Collected data:
======

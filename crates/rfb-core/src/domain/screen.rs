//! Multi-monitor screen layout.
//!
//! A desktop framebuffer may be shown on several physical monitors.  Each
//! monitor is a [`Screen`]: a rectangle inside the framebuffer with an opaque
//! id that stays stable while the layout is reconfigured.  The whole layout is
//! a [`ScreenSet`].
//!
//! A layout is only ever installed after [`ScreenSet::validate`] has accepted
//! it for the framebuffer's dimensions.  Screens may overlap (mirrored
//! monitors are legal) but none may stick out of the framebuffer.

use std::collections::HashSet;

use serde::{Deserialize, Serialize};
use thiserror::Error;
use tracing::info;

use super::geometry::Rect;

/// Largest framebuffer edge a layout may describe.
pub const MAX_FRAMEBUFFER_DIMENSION: u32 = 16384;

/// Reasons a screen layout is rejected.
#[derive(Debug, Error, PartialEq, Eq)]
pub enum ScreenLayoutError {
    /// A layout must contain at least one screen.
    #[error("screen layout contains no screens")]
    Empty,

    /// The framebuffer itself has an unusable size.
    #[error("invalid framebuffer size {width}x{height}")]
    InvalidFramebufferSize { width: u32, height: u32 },

    /// A screen covers no pixels.
    #[error("screen {0} has an empty area")]
    EmptyScreen(u32),

    /// A screen lies partly or fully outside the framebuffer.
    #[error("screen {id} ({rect}) does not fit inside a {width}x{height} framebuffer")]
    OutOfBounds {
        id: u32,
        rect: Rect,
        width: u32,
        height: u32,
    },

    /// Two screens share an id.
    #[error("duplicate screen id {0}")]
    DuplicateId(u32),
}

/// One monitor's area within the framebuffer.
#[derive(Debug, Clone, Copy, PartialEq, Eq, Serialize, Deserialize)]
pub struct Screen {
    /// Opaque id, stable across reconfiguration.
    pub id: u32,
    pub rect: Rect,
    /// Protocol-defined flags, carried through untouched.
    pub flags: u32,
}

impl Screen {
    pub fn new(id: u32, x: i32, y: i32, width: u32, height: u32, flags: u32) -> Self {
        Self {
            id,
            rect: Rect::from_size(x, y, width, height),
            flags,
        }
    }
}

/// An ordered collection of screens.
///
/// Equality ignores ordering: two sets with the same screens listed in a
/// different order describe the same layout.
#[derive(Debug, Clone, Default, Serialize, Deserialize)]
pub struct ScreenSet {
    screens: Vec<Screen>,
}

impl ScreenSet {
    /// Creates an empty layout (only valid while no framebuffer exists).
    pub fn new() -> Self {
        Self::default()
    }

    /// A single screen covering the whole framebuffer.
    pub fn single(width: u32, height: u32) -> Self {
        Self {
            screens: vec![Screen::new(0, 0, 0, width, height, 0)],
        }
    }

    pub fn add_screen(&mut self, screen: Screen) {
        self.screens.push(screen);
    }

    /// Removes the screen with `id`; returns `false` if there was none.
    pub fn remove_screen(&mut self, id: u32) -> bool {
        let before = self.screens.len();
        self.screens.retain(|s| s.id != id);
        self.screens.len() != before
    }

    pub fn screens(&self) -> &[Screen] {
        &self.screens
    }

    pub fn num_screens(&self) -> usize {
        self.screens.len()
    }

    pub fn is_empty(&self) -> bool {
        self.screens.is_empty()
    }

    /// Checks that the layout may be installed on a `width` x `height`
    /// framebuffer.
    ///
    /// # Errors
    ///
    /// Returns the first [`ScreenLayoutError`] found: no screens, a framebuffer
    /// size of zero or above [`MAX_FRAMEBUFFER_DIMENSION`], an empty screen, a
    /// screen outside the framebuffer, or a repeated id.
    pub fn validate(&self, width: u32, height: u32) -> Result<(), ScreenLayoutError> {
        if width == 0
            || height == 0
            || width > MAX_FRAMEBUFFER_DIMENSION
            || height > MAX_FRAMEBUFFER_DIMENSION
        {
            return Err(ScreenLayoutError::InvalidFramebufferSize { width, height });
        }
        if self.screens.is_empty() {
            return Err(ScreenLayoutError::Empty);
        }

        let fb_rect = Rect::from_size(0, 0, width, height);
        let mut seen = HashSet::with_capacity(self.screens.len());
        for screen in &self.screens {
            if screen.rect.is_empty() {
                return Err(ScreenLayoutError::EmptyScreen(screen.id));
            }
            if !screen.rect.enclosed_by(&fb_rect) {
                return Err(ScreenLayoutError::OutOfBounds {
                    id: screen.id,
                    rect: screen.rect,
                    width,
                    height,
                });
            }
            if !seen.insert(screen.id) {
                return Err(ScreenLayoutError::DuplicateId(screen.id));
            }
        }
        Ok(())
    }

    /// Convenience wrapper around [`ScreenSet::validate`].
    pub fn is_valid(&self, width: u32, height: u32) -> bool {
        self.validate(width, height).is_ok()
    }

    /// Reconciles the layout with new framebuffer dimensions.
    ///
    /// Screens are clipped to the framebuffer; a screen left with no area is
    /// dropped.  If nothing survives, a single full-framebuffer screen with id
    /// 0 takes their place, so the result always validates for a usable size.
    pub fn clipped_to(&self, width: u32, height: u32) -> ScreenSet {
        let fb_rect = Rect::from_size(0, 0, width, height);
        let mut clipped = ScreenSet::new();

        for screen in &self.screens {
            let rect = screen.rect.intersect(&fb_rect);
            if rect.is_empty() {
                info!(
                    "Removing screen {} ({:#x}) as it is completely outside the new framebuffer",
                    screen.id, screen.flags
                );
                continue;
            }
            clipped.add_screen(Screen { rect, ..*screen });
        }

        if clipped.is_empty() {
            clipped.add_screen(Screen::new(0, 0, 0, width, height, 0));
        }
        clipped
    }
}

impl PartialEq for ScreenSet {
    fn eq(&self, other: &ScreenSet) -> bool {
        let mut mine = self.screens.clone();
        let mut theirs = other.screens.clone();
        mine.sort_by_key(|s| s.id);
        theirs.sort_by_key(|s| s.id);
        mine == theirs
    }
}

impl Eq for ScreenSet {}

// ── Tests ─────────────────────────────────────────────────────────────────────
//! Session policy: the configuration every desktop session is built with.
//!
//! The TOML file in `infrastructure::storage::config` is converted into a
//! [`SessionPolicy`] once at start-up and handed to each session explicitly.

use std::time::Duration;

use rfb_core::KeyRemapper;
use serde::{Deserialize, Serialize};

/// When the comparison pass of the change tracker runs.
#[derive(Debug, Clone, Copy, Default, PartialEq, Eq, Serialize, Deserialize)]
#[serde(rename_all = "lowercase")]
pub enum CompareMode {
    /// Compare on every frame.
    Always,
    /// Never compare.
    Never,
    /// Compare only while some joined client asks for it.
    #[default]
    Auto,
}

/// Settings shared by every session of one server.
#[derive(Debug, Clone)]
pub struct SessionPolicy {
    pub desktop_name: String,
    pub frame_rate: u32,
    pub compare_mode: CompareMode,
    /// Close other clients when one asks for non-shared access.
    pub disconnect_clients: bool,
    pub never_shared: bool,
    pub always_shared: bool,
    pub accept_key_events: bool,
    pub accept_pointer_events: bool,
    pub accept_cut_text: bool,
    pub send_cut_text: bool,
    pub accept_set_desktop_size: bool,
    pub key_remapper: KeyRemapper,
    /// Terminate after this long without user input.
    pub max_idle_time: Option<Duration>,
    /// Terminate after this long without any connection.
    pub max_disconnection_time: Option<Duration>,
    /// Terminate this long after the first connection.
    pub max_connection_time: Option<Duration>,
    /// Close a single client after this long without input from it.
    pub idle_timeout: Option<Duration>,
}

impl Default for SessionPolicy {
    fn default() -> Self {
        Self {
            desktop_name: "rfb-session".to_string(),
            frame_rate: 60,
            compare_mode: CompareMode::Auto,
            disconnect_clients: true,
            never_shared: false,
            always_shared: false,
            accept_key_events: true,
            accept_pointer_events: true,
            accept_cut_text: true,
            send_cut_text: true,
            accept_set_desktop_size: true,
            key_remapper: KeyRemapper::new(),
            max_idle_time: None,
            max_disconnection_time: None,
            max_connection_time: None,
            idle_timeout: None,
        }
    }
}
//! Recording backend for tests.
//!
//! [`RecordingBackend`] simulates a desktop whose "physical screen" is a
//! shared [`ManagedPixelBuffer`].  The framebuffer it hands to the session is
//! a [`RecordingPixelBuffer`] that copies from that screen whenever the
//! session grabs a region, exactly like a real capture backend would.  Tests
//! paint on the screen, queue events and inspect calls through a
//! [`BackendProbe`].

use std::collections::VecDeque;
use std::sync::{Arc, Mutex, MutexGuard, PoisonError};

use rfb_core::{ManagedPixelBuffer, PixelBuffer, Point, Rect, Region, ScreenSet};

use super::{
    BackendCapability, BackendError, BackendEvent, DesktopBackend, DesktopFrame, ResizeOutcome,
};

/// How the backend answers a layout request.
#[derive(Debug, Clone, Default)]
pub enum ResizeBehaviour {
    /// Apply exactly what was asked.
    #[default]
    Accept,
    /// Fail with [`BackendError::LayoutRejected`].
    Refuse,
    /// Report this layout instead of the requested one.
    Substitute(ScreenSet),
}

/// Everything the backend has been asked to do.
#[derive(Debug, Default)]
pub struct BackendLog {
    pub starts: usize,
    pub stops: usize,
    pub layout_requests: Vec<(u32, u32, ScreenSet)>,
    pub keys: Vec<(u32, u32, bool)>,
    pub pointer: Vec<(Point, u8)>,
    pub clipboard_requests: usize,
    pub clipboard_announces: Vec<bool>,
    pub clipboard_data: Vec<String>,
    /// Every region grabbed from any framebuffer this backend produced.
    pub grabs: Vec<Region>,
}

#[derive(Debug)]
struct BackendState {
    log: BackendLog,
    screen: Arc<Mutex<ManagedPixelBuffer>>,
    events: VecDeque<BackendEvent>,
    resize: ResizeBehaviour,
    start_error: Option<String>,
    missing: Vec<BackendCapability>,
}

type Shared = Arc<Mutex<BackendState>>;

fn lock<T>(mutex: &Mutex<T>) -> MutexGuard<'_, T> {
    mutex.lock().unwrap_or_else(PoisonError::into_inner)
}

// ── RecordingPixelBuffer ──────────────────────────────────────────────────────

/// A framebuffer refreshed from the simulated screen on every grab.
pub struct RecordingPixelBuffer {
    local: ManagedPixelBuffer,
    screen: Arc<Mutex<ManagedPixelBuffer>>,
    state: Shared,
}

impl PixelBuffer for RecordingPixelBuffer {
    fn width(&self) -> u32 {
        self.local.width()
    }

    fn height(&self) -> u32 {
        self.local.height()
    }

    fn pixels(&self) -> &[u8] {
        self.local.pixels()
    }

    fn grab_region(&mut self, region: &Region) {
        {
            let screen = lock(&self.screen);
            for rect in region.rects() {
                self.local.image_rect(&*screen, rect);
            }
        }
        lock(&self.state).log.grabs.push(region.clone());
    }
}

// ── RecordingBackend ──────────────────────────────────────────────────────────

/// A [`DesktopBackend`] driven entirely by the test.
pub struct RecordingBackend {
    state: Shared,
}

/// Test-side handle to a [`RecordingBackend`].
#[derive(Clone)]
pub struct BackendProbe {
    state: Shared,
}

impl RecordingBackend {
    /// Creates a backend with a black `width` x `height` screen.
    pub fn new(width: u32, height: u32) -> (Self, BackendProbe) {
        let state = Arc::new(Mutex::new(BackendState {
            log: BackendLog::default(),
            screen: Arc::new(Mutex::new(ManagedPixelBuffer::new(width, height))),
            events: VecDeque::new(),
            resize: ResizeBehaviour::default(),
            start_error: None,
            missing: Vec::new(),
        }));
        (
            Self {
                state: Arc::clone(&state),
            },
            BackendProbe { state },
        )
    }

    fn frame(state: &Shared, layout: ScreenSet) -> DesktopFrame {
        let screen = Arc::clone(&lock(state).screen);
        let local = ManagedPixelBuffer::snapshot_of(&*lock(&screen));
        DesktopFrame {
            buffer: Box::new(RecordingPixelBuffer {
                local,
                screen,
                state: Arc::clone(state),
            }),
            layout,
        }
    }
}

impl BackendProbe {
    pub fn log(&self) -> MappedLog<'_> {
        MappedLog(lock(&self.state))
    }

    pub fn start_count(&self) -> usize {
        self.log().starts
    }

    pub fn stop_count(&self) -> usize {
        self.log().stops
    }

    /// Paints `rect` on the simulated screen.  The session sees it only
    /// after grabbing.
    pub fn paint(&self, rect: &Rect, pixel: [u8; 4]) {
        let screen = Arc::clone(&lock(&self.state).screen);
        lock(&screen).fill_rect(rect, pixel);
    }

    /// Queues an event for the next `poll_events`.
    pub fn push_event(&self, event: BackendEvent) {
        lock(&self.state).events.push_back(event);
    }

    /// Queues a backend-side resize to `width` x `height`.
    pub fn push_resize(&self, width: u32, height: u32) {
        let screen = Arc::new(Mutex::new(ManagedPixelBuffer::new(width, height)));
        lock(&self.state).screen = screen;
        let frame = RecordingBackend::frame(&self.state, ScreenSet::single(width, height));
        self.push_event(BackendEvent::Resize(frame.buffer));
    }

    pub fn set_resize_behaviour(&self, behaviour: ResizeBehaviour) {
        lock(&self.state).resize = behaviour;
    }

    pub fn fail_start(&self, message: &str) {
        lock(&self.state).start_error = Some(message.to_string());
    }

    pub fn set_missing_capabilities(&self, missing: Vec<BackendCapability>) {
        lock(&self.state).missing = missing;
    }
}

/// Guarded view of a [`BackendLog`].
pub struct MappedLog<'a>(MutexGuard<'a, BackendState>);

impl std::ops::Deref for MappedLog<'_> {
    type Target = BackendLog;

    fn deref(&self) -> &BackendLog {
        &self.0.log
    }
}

impl DesktopBackend for RecordingBackend {
    fn start(&mut self) -> Result<DesktopFrame, BackendError> {
        let (width, height) = {
            let mut state = lock(&self.state);
            if let Some(message) = state.start_error.clone() {
                return Err(BackendError::Start(message));
            }
            state.log.starts += 1;
            let screen = lock(&state.screen);
            (screen.width(), screen.height())
        };
        Ok(Self::frame(&self.state, ScreenSet::single(width, height)))
    }

    fn stop(&mut self) {
        lock(&self.state).log.stops += 1;
    }

    fn set_screen_layout(
        &mut self,
        width: u32,
        height: u32,
        layout: &ScreenSet,
    ) -> Result<ResizeOutcome, BackendError> {
        let (behaviour, resized) = {
            let mut state = lock(&self.state);
            state
                .log
                .layout_requests
                .push((width, height, layout.clone()));
            let resized = {
                let screen = lock(&state.screen);
                screen.width() != width || screen.height() != height
            };
            (state.resize.clone(), resized)
        };

        let applied = match behaviour {
            ResizeBehaviour::Accept => layout.clone(),
            ResizeBehaviour::Refuse => {
                return Err(BackendError::LayoutRejected(format!(
                    "{width}x{height} is not supported"
                )))
            }
            ResizeBehaviour::Substitute(other) => other,
        };

        let buffer = if resized {
            lock(&self.state).screen = Arc::new(Mutex::new(ManagedPixelBuffer::new(width, height)));
            Some(Self::frame(&self.state, applied.clone()).buffer)
        } else {
            None
        };
        Ok(ResizeOutcome {
            buffer,
            layout: applied,
        })
    }

    fn key_event(&mut self, keysym: u32, keycode: u32, down: bool) {
        lock(&self.state).log.keys.push((keysym, keycode, down));
    }

    fn pointer_event(&mut self, pos: Point, button_mask: u8) {
        lock(&self.state).log.pointer.push((pos, button_mask));
    }

    fn request_clipboard(&mut self) {
        lock(&self.state).log.clipboard_requests += 1;
    }

    fn announce_clipboard(&mut self, available: bool) {
        lock(&self.state).log.clipboard_announces.push(available);
    }

    fn clipboard_data(&mut self, data: &str) {
        lock(&self.state).log.clipboard_data.push(data.to_string());
    }

    fn poll_events(&mut self) -> Vec<BackendEvent> {
        lock(&self.state).events.drain(..).collect()
    }

    fn missing_capabilities(&self) -> Vec<BackendCapability> {
        lock(&self.state).missing.clone()
    }
}
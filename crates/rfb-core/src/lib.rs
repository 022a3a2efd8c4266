//! # rfb-core
//!
//! Value types shared by the RFB session core: rectangle and region algebra,
//! multi-monitor screen layouts, pixel buffers, cursor images and keysym
//! remapping.
//!
//! Nothing in this crate performs I/O or owns a thread.  Every type can be
//! built and tested in isolation.
//!
//! # Architecture overview (for beginners)
//!
//! An RFB ("remote framebuffer", the protocol behind VNC) server shares one
//! desktop image with any number of viewers.  Most of its work is bookkeeping
//! about *which part* of that image changed and *who* still needs to see it.
//! This crate supplies the vocabulary for that bookkeeping:
//!
//! - **`domain::geometry`** – `Point`, `Rect` and `Region`.  A `Region` is a
//!   set of pixels stored as non-overlapping rectangles, with union,
//!   intersection, subtraction and translation.
//!
//! - **`domain::screen`** – `Screen` and `ScreenSet`.  A desktop may span
//!   several monitors; the `ScreenSet` says where each one sits inside the
//!   framebuffer and refuses layouts that do not fit.
//!
//! - **`domain::pixel_buffer`** – the `PixelBuffer` trait a capture backend
//!   implements, plus `ManagedPixelBuffer`, a plain in-memory buffer.
//!
//! - **`domain::cursor`** – cursor images and the composited "rendered
//!   cursor" for viewers that cannot draw the cursor themselves.
//!
//! - **`keymap`** – X11 keysym constants and the `KeyRemapper`.

pub mod domain;
pub mod keymap;

// Re-export the most-used types at the crate root so callers can write
// `rfb_core::Region` instead of `rfb_core::domain::geometry::Region`.
pub use domain::cursor::{Cursor, CursorError, RenderedCursor};
pub use domain::geometry::{Point, Rect, Region};
pub use domain::pixel_buffer::{ManagedPixelBuffer, PixelBuffer, BYTES_PER_PIXEL};
pub use domain::screen::{Screen, ScreenLayoutError, ScreenSet};
pub use keymap::{KeyRemapper, RemapError};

======

● Your objective: All lines of the records above that contain the word "EmptyScreen" are to be copied out.

● Solution to the exercise:
    EmptyScreen(u32),
                return Err(ScreenLayoutError::EmptyScreen(screen.id));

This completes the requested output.